Bom dia, Amanda,
Essa situação é bem comum em processos de transferência de sede entre estados e pode ser resolvida sem maiores complicações, mas exige atenção a alguns pontos práticos.
A viabilidade e o DBE tem um prazo de validade definido pela junta comercial de destino, geralmente entre trinta e sessenta dias dependendo do estado, e quando esse prazo se esgota antes da conclusão do registro, realmente é necessário fazer uma nova consulta de viabilidade para poder dar sequência ao processo. O fato de a viabilidade ter vencido não invalida nem prejudica o que já foi aprovado e deferido na junta de origem, em São Paulo. São processos distintos e independentes dentro do fluxo do Redesim, e a alteração contratual referente à mudança de sede, uma vez deferida em São Paulo, permanece válida.
O que você precisa fazer é cancelar a viabilidade vencida no sistema da Jucergs e solicitar uma nova consulta de viabilidade e um novo DBE, agora já com os dados atualizados, inclusive number do processo ou protocolo de São Paulo se o sistema solicitar essa informação. Depois de obter a nova viabilidade aprovada, você vai conseguir dar entrada no registro da alteração de sede diretamente na junta do Rio Grande do Sul, anexando a documentação que comprova o deferimento em São Paulo, como a certidão ou o comprovante de arquivamento da alteração contratual.

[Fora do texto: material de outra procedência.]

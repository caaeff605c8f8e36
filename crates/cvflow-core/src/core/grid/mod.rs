//! Regular grids and the interpolation kernels that evaluate functions stored on them.
//!
//! A grid function is stored as one value and D gradient components per point, which is
//! what the spline kernel needs and what the grid file format persists.

mod coordinates;
mod interpolation;

pub use coordinates::{CellLocation, GridAxis, GridCoordinates};
pub use interpolation::{GridSample, Interpolation, evaluate};

use thiserror::Error;

#[derive(Debug, Error, Clone, PartialEq)]
pub enum GridError {
    #[error("Grid must have at least one dimension")]
    NoDimensions,
    #[error("Grid axis must have at least one bin")]
    NoBins,
    #[error("Invalid grid bounds [{min}, {max}]")]
    InvalidBounds { min: f64, max: f64 },
    #[error("Coordinate {coordinate} outside grid bounds [{min}, {max}] in dimension {dimension}")]
    OutOfBounds {
        dimension: usize,
        coordinate: f64,
        min: f64,
        max: f64,
    },
    #[error("Expected a point of dimension {expected}, found {found}")]
    DimensionMismatch { expected: usize, found: usize },
    #[error("Grid holds {expected} points but {found} values were supplied")]
    DataMismatch { expected: usize, found: usize },
    #[error("Unknown interpolation type '{0}'")]
    UnknownInterpolation(String),
}

/// A grid function: geometry plus per-point values and gradients.
#[derive(Debug, Clone, PartialEq)]
pub struct GridData {
    pub coordinates: GridCoordinates,
    pub values: Vec<f64>,
    /// Row-major `point_count × dimension` gradient components.
    pub gradients: Vec<f64>,
}

impl GridData {
    pub fn new(
        coordinates: GridCoordinates,
        values: Vec<f64>,
        gradients: Vec<f64>,
    ) -> Result<Self, GridError> {
        let points = coordinates.point_count();
        if values.len() != points {
            return Err(GridError::DataMismatch {
                expected: points,
                found: values.len(),
            });
        }
        if gradients.len() != points * coordinates.dimension() {
            return Err(GridError::DataMismatch {
                expected: points * coordinates.dimension(),
                found: gradients.len(),
            });
        }
        Ok(Self {
            coordinates,
            values,
            gradients,
        })
    }

    /// Samples `function` (returning value and gradient) at every grid point.
    pub fn tabulate<F>(coordinates: GridCoordinates, mut function: F) -> Self
    where
        F: FnMut(&[f64]) -> (f64, Vec<f64>),
    {
        let points = coordinates.point_count();
        let dimension = coordinates.dimension();
        let mut values = Vec::with_capacity(points);
        let mut gradients = Vec::with_capacity(points * dimension);
        for flat in 0..points {
            let (value, gradient) = function(&coordinates.point_of(flat));
            values.push(value);
            gradients.extend(gradient.into_iter().chain(std::iter::repeat(0.0)).take(dimension));
        }
        Self {
            coordinates,
            values,
            gradients,
        }
    }
}
use crate::engine::action::{ActionKernel, ActionParts, ApplyIo, CalcIo};
use crate::engine::error::EngineError;
use crate::engine::keywords::{Keywords, ParsedKeywords};
use crate::engine::registry::BuildContext;
use crate::core::models::value::Value;

#[derive(Debug, Clone, Copy, PartialEq, Eq)]
pub enum WallSide {
    Lower,
    Upper,
}

/// Parameters of the wall acting on one argument.
#[derive(Debug, Clone, Copy, PartialEq)]
pub struct Wall {
    pub at: f64,
    pub kappa: f64,
    pub offset: f64,
    pub exp: f64,
    pub eps: f64,
}

impl Wall {
    /// Energy and generalized force for a distance `cv` from the wall position.
    pub fn evaluate(&self, side: WallSide, cv: f64) -> (f64, f64) {
        let scale = match side {
            WallSide::Lower => (cv - self.offset) / self.eps,
            WallSide::Upper => (cv + self.offset) / self.eps,
        };
        let engaged = match side {
            WallSide::Lower => scale < 0.0,
            WallSide::Upper => scale > 0.0,
        };
        if !engaged {
            return (0.0, 0.0);
        }
        let power = scale.abs().powf(self.exp);
        let force = -(self.kappa / self.eps) * self.exp * power / scale;
        (self.kappa * power, force)
    }
}

/// One-sided harmonic-like wall on every element of every argument.
#[derive(Debug)]
pub struct WallKernel {
    side: WallSide,
    walls: Vec<Wall>,
    forces: Vec<Vec<f64>>,
}

impl WallKernel {
    pub fn new(side: WallSide, walls: Vec<Wall>) -> Self {
        let forces = vec![Vec::new(); walls.len()];
        Self {
            side,
            walls,
            forces,
        }
    }

    pub fn walls(&self) -> &[Wall] {
        &self.walls
    }
}

impl ActionKernel for WallKernel {
    fn calculate(&mut self, io: &mut CalcIo<'_>) -> Result<(), EngineError> {
        let mut energy = 0.0;
        let mut total_force2 = 0.0;
        for (i, argument) in io.arguments().iter().enumerate() {
            let wall = self.walls[i];
            let forces = &mut self.forces[i];
            forces.clear();
            for element in 0..argument.len() {
                let x = argument.get(element).map_err(|e| io.fail(e))?;
                let cv = argument.difference(wall.at, x);
                let (e, f) = wall.evaluate(self.side, cv);
                energy += e;
                total_force2 += f * f;
                forces.push(f);
            }
        }
        let outputs = io.outputs_mut();
        let result = outputs[0]
            .set(0, energy)
            .and_then(|_| outputs[1].set(0, total_force2));
        result.map_err(|e| io.fail(e))
    }

    fn apply(&self, io: &mut ApplyIo<'_>) -> Result<(), EngineError> {
        if !io.on_step() {
            return Ok(());
        }
        let stride = io.stride() as f64;
        for (i, forces) in self.forces.iter().enumerate() {
            for (element, &f) in forces.iter().enumerate() {
                if f != 0.0 {
                    io.add_argument_force(i, element, f * stride)?;
                }
            }
        }
        Ok(())
    }

    fn demands_forces(&self) -> bool {
        true
    }

    fn energy(&self, outputs: &[Value]) -> Option<f64> {
        outputs.first().and_then(|v| v.get(0).ok())
    }
}

fn keywords(name: &'static str, description: &'static str) -> Keywords {
    Keywords::new(name, description)
        .compulsory("ARG", "the values on which the wall acts")
        .compulsory("AT", "the positions of the wall, one per argument")
        .compulsory("KAPPA", "the force constants of the wall, one per argument")
        .compulsory_with_default("OFFSET", "0.0", "the offsets for the start of the wall")
        .compulsory_with_default("EXP", "2.0", "the powers of the walls")
        .compulsory_with_default("EPS", "1.0", "the rescaling factors of the walls")
        .with_stride()
        .component("bias", "the instantaneous value of the bias potential")
        .component("force2", "the instantaneous value of the squared force due to the bias")
}

pub fn lower_keywords() -> Keywords {
    keywords(
        "LOWER_WALLS",
        "A wall that keeps values above a threshold: kappa*((at - x - offset)/eps)^exp when engaged",
    )
}

pub fn upper_keywords() -> Keywords {
    keywords(
        "UPPER_WALLS",
        "A wall that keeps values below a threshold: kappa*((x - at + offset)/eps)^exp when engaged",
    )
}

fn build(side: WallSide, ctx: &BuildContext<'_>, kw: &ParsedKeywords) -> Result<ActionParts, EngineError> {
    let arguments = ctx.arguments(kw, "ARG")?;
    let n = arguments.len();
    let at = kw.per_argument("AT", n)?;
    let kappa = kw.per_argument("KAPPA", n)?;
    let offset = kw.per_argument("OFFSET", n)?;
    let exp = kw.per_argument("EXP", n)?;
    let eps = kw.per_argument("EPS", n)?;
    if let Some(i) = eps.iter().position(|&e| e == 0.0) {
        return Err(EngineError::configuration(
            ctx.label(),
            format!("EPS for argument {i} must be non-zero"),
        ));
    }
    let walls = (0..n)
        .map(|i| Wall {
            at: at[i],
            kappa: kappa[i],
            offset: offset[i],
            exp: exp[i],
            eps: eps[i],
        })
        .collect();
    let stride = kw.usize("STRIDE")?.unwrap_or(1);
    Ok(ActionParts::new(WallKernel::new(side, walls))
        .pilot(stride)
        .arguments(arguments)
        .outputs(vec![Value::scalar("bias", false), Value::scalar("force2", false)]))
}

pub fn build_lower(ctx: &BuildContext<'_>, kw: &ParsedKeywords) -> Result<ActionParts, EngineError> {
    build(WallSide::Lower, ctx, kw)
}

pub fn build_upper(ctx: &BuildContext<'_>, kw: &ParsedKeywords) -> Result<ActionParts, EngineError> {
    build(WallSide::Upper, ctx, kw)
}

#[cfg(test)]
mod tests {
    use super::*;
    use crate::engine::actions::test_support::{build_graph, constant};
    use crate::engine::config::ActionInput;

    fn wall(at: f64) -> Wall {
        Wall {
            at,
            kappa: 2.0,
            offset: 0.0,
            exp: 2.0,
            eps: 1.0,
        }
    }

    #[test]
    fn returns_zero_force_when_wall_not_engaged() {
        let w = wall(1.0);
        assert_eq!(w.evaluate(WallSide::Lower, 0.5), (0.0, 0.0));
        assert_eq!(w.evaluate(WallSide::Lower, 0.0), (0.0, 0.0));
        assert_eq!(w.evaluate(WallSide::Upper, -0.5), (0.0, 0.0));
    }

    #[test]
    fn lower_wall_pushes_values_up() {
        let w = wall(0.0);
        let (energy, force) = w.evaluate(WallSide::Lower, -0.5);
        assert!((energy - 0.5).abs() < 1e-12);
        assert!((force - 2.0).abs() < 1e-12);
    }

    #[test]
    fn force_is_minus_energy_derivative() {
        let w = Wall {
            at: 0.0,
            kappa: 3.0,
            offset: 0.2,
            exp: 3.5,
            eps: 0.7,
        };
        for side in [WallSide::Lower, WallSide::Upper] {
            for cv in [-1.3, -0.4, 0.1, 0.6, 1.7] {
                let h = 1e-6;
                let (e_plus, _) = w.evaluate(side, cv + h);
                let (e_minus, _) = w.evaluate(side, cv - h);
                let numeric = -(e_plus - e_minus) / (2.0 * h);
                let (_, analytic) = w.evaluate(side, cv);
                assert!((numeric - analytic).abs() < 1e-5, "{side:?} at {cv}");
            }
        }
    }

    fn wall_bias(action: &str, value: f64, exp: f64, eps: f64, offset: f64) -> f64 {
        let inputs = vec![
            constant("c", &value.to_string()),
            ActionInput::new(action)
                .label("w")
                .keyword("ARG", "c")
                .keyword("AT", 1.0)
                .keyword("KAPPA", 1.5)
                .keyword("EXP", exp)
                .keyword("EPS", eps)
                .keyword("OFFSET", offset),
        ];
        let (mut graph, mut arena) = build_graph(&inputs, 1).unwrap();
        graph.calculate(&mut arena, 0).unwrap();
        graph.total_bias()
    }

    #[test]
    fn bias_never_decreases_further_into_the_wall() {
        let values: Vec<f64> = (0..=40).map(|i| -2.0 + 0.1 * f64::from(i)).collect();
        for (exp, eps, offset) in [(2.0, 1.0, 0.0), (3.0, 0.5, 0.0), (1.5, 2.0, 0.3), (4.0, 0.7, -0.2)] {
            // Walking up the axis: a lower wall can only relax, an upper wall only tighten.
            let lower: Vec<f64> = values
                .iter()
                .map(|&v| wall_bias("LOWER_WALLS", v, exp, eps, offset))
                .collect();
            let upper: Vec<f64> = values
                .iter()
                .map(|&v| wall_bias("UPPER_WALLS", v, exp, eps, offset))
                .collect();
            for k in 1..values.len() {
                assert!(lower[k] <= lower[k - 1], "lower exp={exp} eps={eps} at {}", values[k]);
                assert!(upper[k] >= upper[k - 1], "upper exp={exp} eps={eps} at {}", values[k]);
            }
            assert!(lower[0] > 0.0 && lower[values.len() - 1] == 0.0);
            assert!(upper[0] == 0.0 && upper[values.len() - 1] > 0.0);
        }
    }

    #[test]
    fn bias_and_forces_flow_to_arguments() {
        let inputs = vec![
            constant("c", "0.5"),
            ActionInput::new("LOWER_WALLS")
                .label("lw")
                .keyword("ARG", "c")
                .keyword("AT", 1.0)
                .keyword("KAPPA", 2.0),
        ];
        let (mut graph, mut arena) = build_graph(&inputs, 1).unwrap();
        graph.calculate(&mut arena, 0).unwrap();
        graph.apply(&mut arena).unwrap();
        assert!((graph.value("lw.bias").unwrap().get(0).unwrap() - 0.5).abs() < 1e-12);
        assert!((graph.value("lw.force2").unwrap().get(0).unwrap() - 4.0).abs() < 1e-12);
        assert!((graph.value("c").unwrap().force(0) - 2.0).abs() < 1e-12);
        assert!((graph.total_bias() - 0.5).abs() < 1e-12);
    }

    #[test]
    fn bias_forces_are_scaled_by_stride() {
        let inputs = vec![
            constant("c", "0.5"),
            ActionInput::new("LOWER_WALLS")
                .label("lw")
                .keyword("ARG", "c")
                .keyword("AT", 1.0)
                .keyword("KAPPA", 2.0)
                .keyword("STRIDE", 3i64),
        ];
        let (mut graph, mut arena) = build_graph(&inputs, 1).unwrap();
        graph.calculate(&mut arena, 3).unwrap();
        graph.apply(&mut arena).unwrap();
        assert!((graph.value("c").unwrap().force(0) - 6.0).abs() < 1e-12);
    }

    #[test]
    fn vector_arguments_use_their_argument_parameters() {
        let inputs = vec![
            constant("v", "0.0,2.0,0.5"),
            constant("s", "1.0"),
            ActionInput::new("UPPER_WALLS")
                .label("uw")
                .keyword("ARG", "v,s")
                .keyword("AT", "1.0,0.0")
                .keyword("KAPPA", "1.0,10.0"),
        ];
        let (mut graph, mut arena) = build_graph(&inputs, 1).unwrap();
        graph.calculate(&mut arena, 0).unwrap();
        graph.apply(&mut arena).unwrap();
        // v: only 2.0 is above 1.0 (energy 1); s: 1.0 above 0.0 (energy 10)
        assert!((graph.total_bias() - 11.0).abs() < 1e-12);
        let v = graph.value("v").unwrap();
        assert_eq!(v.force(0), 0.0);
        assert!((v.force(1) + 2.0).abs() < 1e-12);
        assert!((graph.value("s").unwrap().force(0) + 20.0).abs() < 1e-12);
    }

    #[test]
    fn parameter_lists_must_match_argument_count() {
        let inputs = vec![
            constant("a", "1.0"),
            constant("b", "1.0"),
            ActionInput::new("LOWER_WALLS")
                .label("lw")
                .keyword("ARG", "a,b")
                .keyword("AT", "1.0,2.0,3.0")
                .keyword("KAPPA", 1.0),
        ];
        assert!(build_graph(&inputs, 1).unwrap_err().is_configuration());
    }

    #[test]
    fn periodic_arguments_use_minimum_image_difference() {
        let inputs = vec![
            ActionInput::new("CONSTANT")
                .label("phi")
                .keyword("VALUE", 3.0)
                .keyword("PERIODIC", "-pi,pi"),
            ActionInput::new("LOWER_WALLS")
                .label("lw")
                .keyword("ARG", "phi")
                .keyword("AT", -3.0)
                .keyword("KAPPA", 1.0),
        ];
        let (mut graph, mut arena) = build_graph(&inputs, 1).unwrap();
        graph.calculate(&mut arena, 0).unwrap();
        // difference(-3, 3) wraps to 6 - 2*pi < 0, so the wall is engaged
        let cv = 6.0 - 2.0 * std::f64::consts::PI;
        assert!((graph.total_bias() - cv * cv).abs() < 1e-12);
    }
}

Um ponto importante é ficar atento ao prazo entre o deferimento em São Paulo e a conclusão do registro no Rio Grande do Sul, porque as juntas comerciais costumam exigir que esse processo de transferência seja finalizado dentro de um intervalo determinado, sob risco de a empresa ficar em uma situação de pendência ou de ter que reiniciar parte dos atos societários. Também vale confirmar previamente com a Jucergs, através do canal de atendimento ou do próprio sistema de protocolo, se há alguma exigência específica quanto à nova viabilidade em razão do reaproveitamento de um processo que já teve etapas anteriores, já que pequenas variações de procedimento podem existir de um estado para outro.
De modo geral, refazer a viabilidade não traz problema para o processo já deferido em São Paulo, sendo apenas uma etapa necessária para retomar o fluxo de registro na junta de destino dentro dos prazos e exigências vigentes.